>>>
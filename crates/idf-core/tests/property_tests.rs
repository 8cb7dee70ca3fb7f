// Dweve IDF - Input Data File toolkit
//
// Copyright (c) 2025 Dweve IP B.V. and individual contributors.
//
// SPDX-License-Identifier: Apache-2.0
//
// Licensed under the Apache License, Version 2.0 (the "License");
// you may not use this file except in compliance with the License.
// You may obtain a copy of the License in the LICENSE file at the
// root of this repository or at: http://www.apache.org/licenses/LICENSE-2.0
//
// Unless required by applicable law or agreed to in writing, software
// distributed under the License is distributed on an "AS IS" BASIS,
// WITHOUT WARRANTIES OR CONDITIONS OF ANY KIND, either express or implied.
// See the License for the specific language governing permissions and
// limitations under the License.

//! Property-based tests for IDF decoding, encoding and validation.

mod property;
// Dweve IDF - Input Data File toolkit
//
// Copyright (c) 2025 Dweve IP B.V. and individual contributors.
//
// SPDX-License-Identifier: Apache-2.0
//
// Licensed under the Apache License, Version 2.0 (the "License");
// you may not use this file except in compliance with the License.
// You may obtain a copy of the License in the LICENSE file at the
// root of this repository or at: http://www.apache.org/licenses/LICENSE-2.0
//
// Unless required by applicable law or agreed to in writing, software
// distributed under the License is distributed on an "AS IS" BASIS,
// WITHOUT WARRANTIES OR CONDITIONS OF ANY KIND, either express or implied.
// See the License for the specific language governing permissions and
// limitations under the License.

//! epJSON to document conversion

use crate::error::{kind_of, JsonConversionError};
use crate::schema::scalar;
use idf_core::{Document, FieldMap, Instance, Schema};
use serde_json::{Map, Value as JsonValue};
use tracing::debug;

/// Key recording an instance's position in the original legacy file.
pub const IDF_ORDER_KEY: &str = "idf_order";

/// Convert epJSON text to a document.
///
/// Object type keys are resolved case-insensitively against `schema`;
/// unknown types are kept as written so validation can report them.
/// Instances are ordered by their `idf_order` when present.
///
/// # Examples
///
/// ```
/// let schema = idf_test::fixtures::standard_schema();
/// let doc = idf_json::from_json(
///     r#"{"Zone": {"B": {"x_origin": 2, "idf_order": 2}, "A": {"idf_order": 1}}}"#,
///     &schema,
/// )
/// .unwrap();
///
/// let names: Vec<_> = doc.instances("Zone").unwrap().keys().cloned().collect();
/// assert_eq!(names, ["A", "B"]);
/// ```
pub fn from_json(text: &str, schema: &Schema) -> Result<Document, JsonConversionError> {
    let value: JsonValue = serde_json::from_str(text)?;
    from_json_value(&value, schema)
}

/// Convert a parsed epJSON value to a document.
pub fn from_json_value(value: &JsonValue, schema: &Schema) -> Result<Document, JsonConversionError> {
    let root = value
        .as_object()
        .ok_or_else(|| JsonConversionError::InvalidRoot(kind_of(value).to_string()))?;

    let mut document = Document::new();
    for (raw_type, instances) in root {
        let object_type = schema.resolve(raw_type).unwrap_or(raw_type.as_str());
        let object_schema = schema.object_type(object_type);
        // Unknown types keep any array as their repeating group.
        let is_extension = |key: &str| match object_schema {
            Some(ot) => ot.extension_key() == Some(key),
            None => true,
        };

        let instances = instances
            .as_object()
            .ok_or_else(|| JsonConversionError::InvalidObjectType {
                object_type: object_type.to_string(),
                found: kind_of(instances).to_string(),
            })?;

        let mut ordered = Vec::with_capacity(instances.len());
        for (name, body) in instances {
            let body = body
                .as_object()
                .ok_or_else(|| JsonConversionError::InvalidInstance {
                    object_type: object_type.to_string(),
                    name: name.clone(),
                    found: kind_of(body).to_string(),
                })?;
            let order = body.get(IDF_ORDER_KEY).and_then(JsonValue::as_u64);
            let instance = instance(object_type, name, body, &is_extension)?;
            ordered.push((order, name, instance));
        }
        // Unordered instances go last, in key order.
        ordered.sort_by_key(|(order, _, _)| order.unwrap_or(u64::MAX));

        let map = document.ensure_type(object_type);
        for (_, name, instance) in ordered {
            map.insert(name.clone(), instance);
        }
    }

    debug!(
        object_types = document.object_types().count(),
        instances = document.total_instances(),
        "converted epJSON"
    );
    Ok(document)
}

fn instance(
    object_type: &str,
    name: &str,
    body: &Map<String, JsonValue>,
    is_extension: &dyn Fn(&str) -> bool,
) -> Result<Instance, JsonConversionError> {
    let invalid = |field: &str, value: &JsonValue| JsonConversionError::InvalidValue {
        object_type: object_type.to_string(),
        name: name.to_string(),
        field: field.to_string(),
        found: kind_of(value).to_string(),
    };

    let mut instance = Instance::new();
    for (key, value) in body {
        if key == IDF_ORDER_KEY {
            continue;
        }
        match value {
            JsonValue::Array(entries) if is_extension(key) => {
                for entry in entries {
                    let entry = entry.as_object().ok_or_else(|| invalid(key, entry))?;
                    let mut fields = FieldMap::new();
                    for (field, value) in entry {
                        let scalar = scalar(value).ok_or_else(|| invalid(field, value))?;
                        fields.insert(field.clone(), scalar);
                    }
                    instance.extensions.push(fields);
                }
            }
            _ => {
                let scalar = scalar(value).ok_or_else(|| invalid(key, value))?;
                instance.fields.insert(key.clone(), scalar);
            }
        }
    }
    Ok(instance)
}

#[cfg(test)]
mod tests {
    use super::*;
    use idf_core::Scalar;
    use idf_test::fixtures::standard_schema;
    use serde_json::json;

    #[test]
    fn test_fields_and_extensions() {
        let doc = from_json_value(
            &json!({"Foo": {"F1": {
                "a": 1,
                "b": 2.5,
                "extensions": [{"x": 10, "y": 20}, {"x": 30}]
            }}}),
            &standard_schema(),
        )
        .unwrap();
        let foo = doc.get("Foo", "F1").unwrap();
        assert_eq!(foo.get("a"), Some(&Scalar::Integer(1)));
        assert_eq!(foo.get("b"), Some(&Scalar::Real(2.5)));
        assert_eq!(foo.extensions.len(), 2);
        assert_eq!(foo.extensions[1].len(), 1);
    }

    #[test]
    fn test_type_keys_resolve_case_insensitively() {
        let doc = from_json_value(&json!({"ZONE": {"Z1": {}}}), &standard_schema()).unwrap();
        assert!(doc.contains("Zone", "Z1"));
    }

    #[test]
    fn test_unknown_type_kept() {
        let doc = from_json_value(&json!({"Gizmo": {"G": {"q": "v"}}}), &standard_schema())
            .unwrap();
        assert!(doc.contains("Gizmo", "G"));
    }

    #[test]
    fn test_idf_order() {
        let doc = from_json_value(
            &json!({"Zone": {
                "C": {"idf_order": 1},
                "A": {},
                "B": {"idf_order": 2}
            }}),
            &standard_schema(),
        )
        .unwrap();
        let names: Vec<&str> = doc
            .instances("Zone")
            .unwrap()
            .keys()
            .map(String::as_str)
            .collect();
        assert_eq!(names, ["C", "B", "A"]);
        assert!(doc.get("Zone", "C").unwrap().get(IDF_ORDER_KEY).is_none());
    }

    #[test]
    fn test_invalid_values() {
        let schema = standard_schema();
        assert!(matches!(
            from_json_value(&json!([]), &schema),
            Err(JsonConversionError::InvalidRoot(_))
        ));
        assert!(matches!(
            from_json_value(&json!({"Zone": []}), &schema),
            Err(JsonConversionError::InvalidObjectType { .. })
        ));
        assert!(matches!(
            from_json_value(&json!({"Zone": {"Z": 1}}), &schema),
            Err(JsonConversionError::InvalidInstance { .. })
        ));
        let err = from_json_value(&json!({"Zone": {"Z": {"x_origin": true}}}), &schema)
            .unwrap_err();
        assert_eq!(
            err.to_string(),
            "Field \"x_origin\" in \"Zone\" instance \"Z\" has unsupported value boolean"
        );
        assert!(matches!(
            from_json_value(&json!({"Zone": {"Z": {"x_origin": [1]}}}), &schema),
            Err(JsonConversionError::InvalidValue { .. })
        ));
    }
}
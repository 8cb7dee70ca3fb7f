// Dweve IDF - Input Data File toolkit
//
// Copyright (c) 2025 Dweve IP B.V. and individual contributors.
//
// SPDX-License-Identifier: Apache-2.0
//
// Licensed under the Apache License, Version 2.0 (the "License");
// you may not use this file except in compliance with the License.
// You may obtain a copy of the License in the LICENSE file at the
// root of this repository or at: http://www.apache.org/licenses/LICENSE-2.0
//
// Unless required by applicable law or agreed to in writing, software
// distributed under the License is distributed on an "AS IS" BASIS,
// WITHOUT WARRANTIES OR CONDITIONS OF ANY KIND, either express or implied.
// See the License for the specific language governing permissions and
// limitations under the License.

//! Item command - positional view of objects, as model components read them

use super::{load_schema, print_diagnostic, process_file};
use crate::error::CliError;
use colored::Colorize;
use idf_input::{ItemField, ObjectItem, ProcessorConfig};

/// Which objects the item command prints.
#[derive(Debug, Clone, Default)]
pub struct ItemQuery {
    /// Object type, any case
    pub object_type: String,
    /// 1-based occurrence (default 1)
    pub occurrence: Option<usize>,
    /// Select by instance name instead of occurrence
    pub name: Option<String>,
    /// Print every occurrence
    pub all: bool,
    /// Print the orphan report afterwards
    pub orphans: bool,
    /// List every unused object in the orphan report
    pub all_warnings: bool,
}

/// Print objects as positional alpha and numeric fields.
///
/// Blank fields are marked; defaults and the autosize sentinel appear as
/// model components would see them.
///
/// # Errors
///
/// Returns `Err` if the files cannot be read, the epJSON input is malformed,
/// or the object type, name or occurrence does not exist.
///
/// # Examples
///
/// ```no_run
/// use idf_cli::commands::{item, ItemQuery};
///
/// # fn main() -> Result<(), String> {
/// let query = ItemQuery {
///     object_type: "Zone".to_string(),
///     all: true,
///     ..ItemQuery::default()
/// };
/// item("in.idf", "Energy+.schema.epJSON", &query)?;
/// # Ok(())
/// # }
/// ```
pub fn item(file: &str, schema: &str, query: &ItemQuery) -> Result<(), String> {
    let schema = load_schema(schema)?;
    let config = ProcessorConfig::builder()
        .display_unused_objects(query.orphans)
        .display_all_warnings(query.all_warnings)
        .build();
    let mut processor = process_file(file, schema, config)?;

    let occurrences: Vec<usize> = if let Some(name) = &query.name {
        let found = processor
            .get_object_item_num(&query.object_type, name)
            .ok_or_else(|| {
                CliError::Access(format!(
                    "No \"{}\" object named \"{}\"",
                    query.object_type, name
                ))
            })?;
        vec![found]
    } else if query.all {
        (1..=processor.get_num_objects_found(&query.object_type)).collect()
    } else {
        vec![query.occurrence.unwrap_or(1)]
    };

    for occurrence in occurrences {
        let item = processor
            .get_object_item(&query.object_type, occurrence)
            .map_err(CliError::from)?;
        print_item(&item, occurrence);
    }

    if query.orphans {
        println!();
        println!("{}", "Unused objects:".cyan());
        for diag in processor.report_orphan_objects().iter() {
            print_diagnostic(file, diag);
        }
    }

    Ok(())
}

fn print_item(item: &ObjectItem, occurrence: usize) {
    println!(
        "{} #{} {}",
        item.object_type.green().bold(),
        occurrence,
        item.name.yellow()
    );
    println!(
        "  {} ({} given)",
        "Alphas:".cyan(),
        item.num_alphas
    );
    for (index, field) in item.alphas.iter().enumerate() {
        print_field("A", index, field, &field.value);
    }
    println!(
        "  {} ({} given)",
        "Numerics:".cyan(),
        item.num_numerics
    );
    for (index, field) in item.numerics.iter().enumerate() {
        print_field("N", index, field, &field.value.to_string());
    }
}

fn print_field<T>(prefix: &str, index: usize, field: &ItemField<T>, value: &str) {
    let marker = if field.blank {
        format!("  {}", "(blank)".dimmed())
    } else {
        String::new()
    };
    println!(
        "    {}{:<4} {:<40} {}{}",
        prefix,
        index + 1,
        field.name,
        value,
        marker
    );
}
// Dweve IDF - Input Data File toolkit
//
// Copyright (c) 2025 Dweve IP B.V. and individual contributors.
//
// SPDX-License-Identifier: Apache-2.0
//
// Licensed under the Apache License, Version 2.0 (the "License");
// you may not use this file except in compliance with the License.
// You may obtain a copy of the License in the LICENSE file at the
// root of this repository or at: http://www.apache.org/licenses/LICENSE-2.0
//
// Unless required by applicable law or agreed to in writing, software
// distributed under the License is distributed on an "AS IS" BASIS,
// WITHOUT WARRANTIES OR CONDITIONS OF ANY KIND, either express or implied.
// See the License for the specific language governing permissions and
// limitations under the License.

//! Canonical fixtures for the standard schema.
//!
//! - **schemas**: the standard schema, built in code and as epJSON text
//! - **inputs**: legacy text samples
//! - **documents**: decoded forms of the text samples
//! - **errors**: inputs that must fail to decode or to validate
//! - **builders**: fluent builders for custom documents

pub mod builders;
mod documents;
pub mod errors;
mod inputs;
mod schemas;

pub use documents::*;
pub use inputs::*;
pub use schemas::*;

use crate::FixtureList;

/// Returns all document fixtures for iteration.
pub fn all() -> FixtureList {
    vec![
        ("foo", foo_document),
        ("office", office_document),
        ("empty", empty),
    ]
}
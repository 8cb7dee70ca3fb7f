// Dweve IDF - Input Data File toolkit
//
// Copyright (c) 2025 Dweve IP B.V. and individual contributors.
//
// SPDX-License-Identifier: Apache-2.0
//
// Licensed under the Apache License, Version 2.0 (the "License");
// you may not use this file except in compliance with the License.
// You may obtain a copy of the License in the LICENSE file at the
// root of this repository or at: http://www.apache.org/licenses/LICENSE-2.0
//
// Unless required by applicable law or agreed to in writing, software
// distributed under the License is distributed on an "AS IS" BASIS,
// WITHOUT WARRANTIES OR CONDITIONS OF ANY KIND, either express or implied.
// See the License for the specific language governing permissions and
// limitations under the License.

//! IDF Input Processing
//!
//! Runs the input pipeline for one simulation: decode the input (legacy
//! text or epJSON), validate it against the schema, then answer on-demand
//! queries from model components that read objects as positional alpha and
//! numeric arrays. Every fetched object is struck from the unused-object
//! registry; whatever remains at the end of the run is reported as orphaned.
//!
//! ## Quick Start
//!
//! ```rust
//! use idf_input::{InputProcessor, ProcessorConfig};
//! use idf_test::fixtures::{standard_schema, OFFICE_IDF};
//!
//! let config = ProcessorConfig::builder().display_unused_objects(true).build();
//! let mut processor = InputProcessor::with_config(standard_schema(), config);
//!
//! let diagnostics = processor.process_idf(OFFICE_IDF);
//! if diagnostics.has_errors() {
//!     for diag in diagnostics.errors() {
//!         eprintln!("{}", diag);
//!     }
//! }
//!
//! for occurrence in 1..=processor.get_num_objects_found("Zone") {
//!     let zone = processor.get_object_item("Zone", occurrence).unwrap();
//!     println!("{} x_origin={}", zone.alphas[0].value, zone.numerics[0].value);
//! }
//!
//! for diag in processor.report_orphan_objects().iter() {
//!     println!("{}", diag);
//! }
//! ```
//!
//! ## Blank Fields and Autosize
//!
//! A blank or omitted field takes its schema default and reports
//! `blank = true`. A numeric field holding a keyword such as `Autosize`, or
//! blank with a keyword default, reads as [`AUTOSIZE_SENTINEL`].

mod config;
mod error;
mod item;
mod orphans;
mod processor;
mod utils;

pub use config::{ProcessorConfig, ProcessorConfigBuilder};
pub use error::AccessError;
pub use item::{ItemField, MaxArgs, ObjectItem, AUTOSIZE_SENTINEL};
pub use orphans::{report_orphan_objects, ORPHAN_SEVERE_PREFIX};
pub use processor::InputProcessor;
pub use utils::{find_item, find_item_in_list, process_number, verify_name};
<<<
▸ **Brief**:
Copy every line from the entries that contains the word "validation".

▸ **Solution below**:
//! Property-based tests for IDF decoding, encoding and validation.
/// unknown types are kept as written so validation can report them.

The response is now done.